The apex health research body, ICMR, has advised states to conduct sero-survey to assess the proportion of population including asymptomatic individuals exposed to coronavirus infection.
A sero-survey involves testing of blood serum of a group of individuals for the presence of antibodies against that infection to know who has been infected in the past and has now recovered.
Depending upon the level of sero-prevalence of infection, appropriate public health interventions can be planned and implemented for prevention and control of the disease, the Indian Council of Medical Research (ICMR) said.
The health research body has suggested that the blood serum samples of high risk or vulnerable populations like health care workers, frontline workers, immune-compromised individuals, individuals in containment zones, police personnel among others should be tested for COVID-19 antibodies.
The ICMR is simultaneously is conducting a sero-survey to estimate the prevalence of community transmission of the infection among the Indian population.
People from 70 districts will be tested for COVID-19 at random to check whether they have developed antibodies against the infection even though they remained asymptomatic, an ICMR official said.
"The findings could be released by next week end," he said.
In its advice to the states, the ICMR said periodic sero-surveys are useful to guide the policy makers and stressed that IgG ELISA test should be used for carrying out such surveys.
Antibodies generally start appearing after two weeks of onset of infection, once the individual has recovered, and last for several months.
"Therefore, the IgG test is not useful for detecting acute infection but indicates episode of SARS-CoV-2 infection in the past.
"The-PCR test is considered gold standard frontline test for clinical diagnosis of COVID-19. The test is useful only when performed in the acute stage of infection (7 days).
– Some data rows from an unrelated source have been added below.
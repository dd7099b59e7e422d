// src/db/mod.rs
//
// Data access layer. Each entity gets its own module of async functions over
// a shared `SqlitePool`; multi-statement mutations run inside a transaction.

pub mod category;
pub mod dashboard;
pub mod question;
pub mod score;
pub mod user;
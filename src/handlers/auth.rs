// src/handlers/auth.rs

use axum::{Json, extract::State, response::IntoResponse};
use serde::Deserialize;

use crate::{
    db,
    error::AppError,
    models::user::{Identity, ROLE_ADMIN, ROLE_USER},
    state::AppState,
    utils::jwt::{sign_jwt, verify_identity_token},
};

/// DTO for exchanging a provider identity token for an API session.
#[derive(Debug, Deserialize)]
pub struct SessionRequest {
    pub token: String,
}

/// Sign-in: verifies the provider's identity assertion, reconciles the user
/// row by e-mail (migrating score rows if the provider re-issued the id),
/// and returns an API token carrying the effective role.
pub async fn create_session(
    State(state): State<AppState>,
    Json(payload): Json<SessionRequest>,
) -> Result<impl IntoResponse, AppError> {
    let claims = verify_identity_token(&payload.token, &state.config.jwt_secret)?;

    let identity = Identity {
        id: claims.sub,
        email: claims.email,
        name: claims.name,
        image: claims.picture,
    };

    // Allow-listed e-mails are admin from their very first sign-in.
    let initial_role = if state.config.is_allowlisted_admin(&identity.email) {
        ROLE_ADMIN
    } else {
        ROLE_USER
    };

    let user = db::user::get_or_create(&state.pool, &identity, initial_role).await?;

    let role = if state.config.is_allowlisted_admin(&user.email) {
        ROLE_ADMIN
    } else {
        user.role.as_str()
    };
    let token = sign_jwt(&user, role, &state.config.jwt_secret, state.config.jwt_expiration)?;

    Ok(Json(serde_json::json!({
        "token": token,
        "role": role,
        "user": user,
    })))
}
use crate::error::{EtlError, Result};
use std::collections::HashMap;

/// One row of the scraped table
#[derive(Debug, Clone, PartialEq)]
pub struct BankRecord {
    pub bank_name: String,
    pub market_cap_usd: f64,
}

/// A bank row with its market cap converted into the supported currencies
#[derive(Debug, Clone, PartialEq)]
pub struct EnrichedBankRecord {
    pub bank_name: String,
    pub market_cap_usd: f64,
    pub market_cap_eur: f64,
    pub market_cap_gbp: f64,
    pub market_cap_inr: f64,
}

/// Rows in scrape order
pub type ResultSet<T> = Vec<T>;

/// Currency code to rate, in target currency per USD
#[derive(Debug, Clone, Default, PartialEq)]
pub struct ExchangeRateTable {
    rates: HashMap<String, f64>,
}

impl ExchangeRateTable {
    pub fn new() -> Self {
        Self::default()
    }

    pub fn insert(&mut self, currency: impl Into<String>, rate: f64) {
        self.rates.insert(currency.into(), rate);
    }

    pub fn get(&self, currency: &str) -> Option<f64> {
        self.rates.get(currency).copied()
    }

    /// Looks up a rate the transform cannot proceed without.
    pub fn require(&self, currency: &str) -> Result<f64> {
        self.get(currency).ok_or_else(|| {
            EtlError::Config(format!("exchange rate for {currency} not found in rate table"))
        })
    }

    pub fn len(&self) -> usize {
        self.rates.len()
    }

    pub fn is_empty(&self) -> bool {
        self.rates.is_empty()
    }
}

impl FromIterator<(String, f64)> for ExchangeRateTable {
    fn from_iter<I: IntoIterator<Item = (String, f64)>>(iter: I) -> Self {
        Self {
            rates: iter.into_iter().collect(),
        }
    }
}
For several viral infections, antibody tests are useful for disease detection after 5-7 days of illness," the body said in statement.
In an attempt to decide the future course of action against the pandemic, ICMR has communicated a detailed plan to all the states to measure coronavirus exposure in general population as well as in high-risk populations.
"Such sero-survey will guide appropriate public health intervention," it said.
The ICMR listed immuno-compromised patients like people living with HIV, patients on immuno-suppressive treatment, SARI, patients on dialysis among others and individuals in containment zones and buffer zones and healthcare workers be considered for testing.
Security personnel, police personnel and volunteers involved in duties facing a large number of individuals or those coming in contact with potentially infected individuals, fomites or places should be tested for the presence of antibodies against the coronavirus infection.
Besides, the ICMR has also suggested testing press reporters, migrant workers who have travelled back from urban and peri-urban areas to rural, tribal, hard to reach areas in the country as well as natives after coming in contact with returned migrants, industrial workers or labour force, farmers, vendors visiting large markets, municipal staff working in areas like sanitation, water supply, electricity, etc. where interactions with citizens is expected.
Drivers of hospital ambulances, hearse, buses, auto, taxies, etc. who have been on work facing a large number of individuals, bus conductors, cleaners and helping staff also should be included, it said.
People working in banks, couriers, telecom offices, shop, air travel-related staff, all members of overseas operations and people staying or working in slums with very high population density with poorly ventilated buildings, those staying in institutional settings like old age homes, orphanage, asylums, shelters for homeless, hostels and prisons should be considered for testing.
The sero-survey would be conducted using an IgG ELISA kit.
Scientists at ICMR-National Institute of Virology, Pune have developed and validated an indigenous IgG ELISA test for antibody detection for SARS-CoV-2.
The test has undergone intense validation in three stages and has been found to have high sensitivity and specificity, the ICMR said.
To fast track production and increase availability of the IgG ELISA test, ICMR has transferred this technology to many pharma companies like Zydus Cadila, J Mitra and Company, Meril Diagnostics, Voxtur Bio, Trivitron Healthcare, Karwah Enterprises, Avecon Healthcare, etc.
The technology has been transferred to various entities without exclusivity clause and therefore can be further shared with others as per demand and capability, the health research body said.